• **Aim of the exercise**:
Every line of the listing below should be written out exactly.

* * *

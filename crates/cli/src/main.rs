use clap::Parser;
use ferrous_lookup_application::use_cases::BatchSummary;
use ferrous_lookup_domain::CliOverrides;
use ferrous_lookup_infrastructure::system::read_domain_list;
use std::net::IpAddr;
use std::path::PathBuf;
use std::sync::Arc;
use tracing::{info, warn};

mod bootstrap;
mod di;
mod output;

#[derive(Parser)]
#[command(name = "ferrous-lookup")]
#[command(version)]
#[command(about = "Ferrous Lookup - concurrent DNS record lookups with caching")]
struct Cli {
    /// Domain to resolve, or IP address for a reverse lookup
    #[arg(required_unless_present = "file", conflicts_with = "file")]
    target: Option<String>,

    /// Newline-delimited file of domains to resolve concurrently
    #[arg(short = 'f', long, value_name = "PATH")]
    file: Option<PathBuf>,

    /// Treat TARGET as an IP address and look up its hostnames
    #[arg(short = 'r', long)]
    reverse: bool,

    /// Configuration file path
    #[arg(short = 'c', long, value_name = "FILE")]
    config: Option<String>,

    /// Log level (trace, debug, info, warn, error)
    #[arg(long)]
    log_level: Option<String>,

    /// Log file, empty for stderr
    #[arg(long, value_name = "FILE")]
    log_file: Option<String>,

    /// Per-lookup timeout in milliseconds
    #[arg(long)]
    timeout_ms: Option<u64>,

    /// Maximum concurrent resolutions in batch mode (0 = unbounded)
    #[arg(long)]
    concurrency: Option<usize>,
}

fn is_reverse_target(target: &str) -> bool {
    target.contains(':') || target.parse::<IpAddr>().is_ok()
}

#[tokio::main]
async fn main() -> anyhow::Result<()> {
    let cli = Cli::parse();

    let cli_overrides = CliOverrides {
        query_timeout_ms: cli.timeout_ms,
        max_concurrency: cli.concurrency,
        log_level: cli.log_level.clone(),
        log_file: cli.log_file.clone(),
    };

    let config = bootstrap::load_config(cli.config.as_deref(), cli_overrides)?;
    bootstrap::init_logging(&config)?;

    info!(version = env!("CARGO_PKG_VERSION"), "Starting Ferrous Lookup");

    let services = di::LookupServices::new(&config)?;

    if let Some(path) = cli.file {
        let domains = read_domain_list(&path).await?;
        info!(path = %path.display(), domains = domains.len(), "Loaded domain list");

        let shutdown = services.shutdown.clone();
        tokio::spawn(async move {
            if tokio::signal::ctrl_c().await.is_ok() {
                warn!("Interrupted, cancelling outstanding lookups");
                shutdown.cancel();
            }
        });

        let summary = services
            .batch
            .execute(domains, Arc::new(output::ConsoleReporter))
            .await;
        return finish_batch(summary);
    }

    let Some(target) = cli.target else {
        anyhow::bail!("either TARGET or --file is required");
    };

    if cli.reverse || is_reverse_target(&target) {
        let hostnames = services.reverse.execute(&target).await;
        output::emit(&output::format_reverse(&hostnames));
    } else {
        let records = services.resolve.execute(&target).await;
        output::emit(&output::format_records(&target, &records));
    }

    Ok(())
}

fn finish_batch(summary: BatchSummary) -> anyhow::Result<()> {
    info!(
        submitted = summary.submitted,
        completed = summary.completed,
        cancelled = summary.cancelled,
        panicked = summary.panicked,
        "Batch finished"
    );

    if summary.cancelled > 0 {
        anyhow::bail!(
            "batch interrupted: {} of {} lookups cancelled",
            summary.cancelled,
            summary.submitted
        );
    }
    Ok(())
}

* * *

• **Response to this task**:
filename crates/cli/src/main.rs
use clap::Parser;
use ferrous_lookup_application::use_cases::BatchSummary;
use ferrous_lookup_domain::CliOverrides;
use ferrous_lookup_infrastructure::system::read_domain_list;
use std::net::IpAddr;
use std::path::PathBuf;
use std::sync::Arc;
use tracing::{info, warn};

mod bootstrap;
mod di;
mod output;

#[derive(Parser)]
#[command(name = "ferrous-lookup")]
#[command(version)]
#[command(about = "Ferrous Lookup - concurrent DNS record lookups with caching")]
struct Cli {
    /// Domain to resolve, or IP address for a reverse lookup
    #[arg(required_unless_present = "file", conflicts_with = "file")]
    target: Option<String>,

    /// Newline-delimited file of domains to resolve concurrently
    #[arg(short = 'f', long, value_name = "PATH")]
    file: Option<PathBuf>,

    /// Treat TARGET as an IP address and look up its hostnames
    #[arg(short = 'r', long)]
    reverse: bool,

    /// Configuration file path
    #[arg(short = 'c', long, value_name = "FILE")]
    config: Option<String>,

    /// Log level (trace, debug, info, warn, error)
    #[arg(long)]
    log_level: Option<String>,

    /// Log file, empty for stderr
    #[arg(long, value_name = "FILE")]
    log_file: Option<String>,

    /// Per-lookup timeout in milliseconds
    #[arg(long)]
    timeout_ms: Option<u64>,

    /// Maximum concurrent resolutions in batch mode (0 = unbounded)
    #[arg(long)]
    concurrency: Option<usize>,
}

fn is_reverse_target(target: &str) -> bool {
    target.contains(':') || target.parse::<IpAddr>().is_ok()
}

#[tokio::main]
async fn main() -> anyhow::Result<()> {
    let cli = Cli::parse();

    let cli_overrides = CliOverrides {
        query_timeout_ms: cli.timeout_ms,
        max_concurrency: cli.concurrency,
        log_level: cli.log_level.clone(),
        log_file: cli.log_file.clone(),
    };

    let config = bootstrap::load_config(cli.config.as_deref(), cli_overrides)?;
    bootstrap::init_logging(&config)?;

    info!(version = env!("CARGO_PKG_VERSION"), "Starting Ferrous Lookup");

    let services = di::LookupServices::new(&config)?;

    if let Some(path) = cli.file {
        let domains = read_domain_list(&path).await?;
        info!(path = %path.display(), domains = domains.len(), "Loaded domain list");

        let shutdown = services.shutdown.clone();
        tokio::spawn(async move {
            if tokio::signal::ctrl_c().await.is_ok() {
                warn!("Interrupted, cancelling outstanding lookups");
                shutdown.cancel();
            }
        });

        let summary = services
            .batch
            .execute(domains, Arc::new(output::ConsoleReporter))
            .await;
        return finish_batch(summary);
    }

    let Some(target) = cli.target else {
        anyhow::bail!("either TARGET or --file is required");
    };

    if cli.reverse || is_reverse_target(&target) {
        let hostnames = services.reverse.execute(&target).await;
        output::emit(&output::format_reverse(&hostnames));
    } else {
        let records = services.resolve.execute(&target).await;
        output::emit(&output::format_records(&target, &records));
    }

    Ok(())
}

fn finish_batch(summary: BatchSummary) -> anyhow::Result<()> {
    info!(
        submitted = summary.submitted,
        completed = summary.completed,
        cancelled = summary.cancelled,
        panicked = summary.panicked,
        "Batch finished"
    );

    if summary.cancelled > 0 {
        anyhow::bail!(
            "batch interrupted: {} of {} lookups cancelled",
            summary.cancelled,
            summary.submitted
        );
    }
    Ok(())
}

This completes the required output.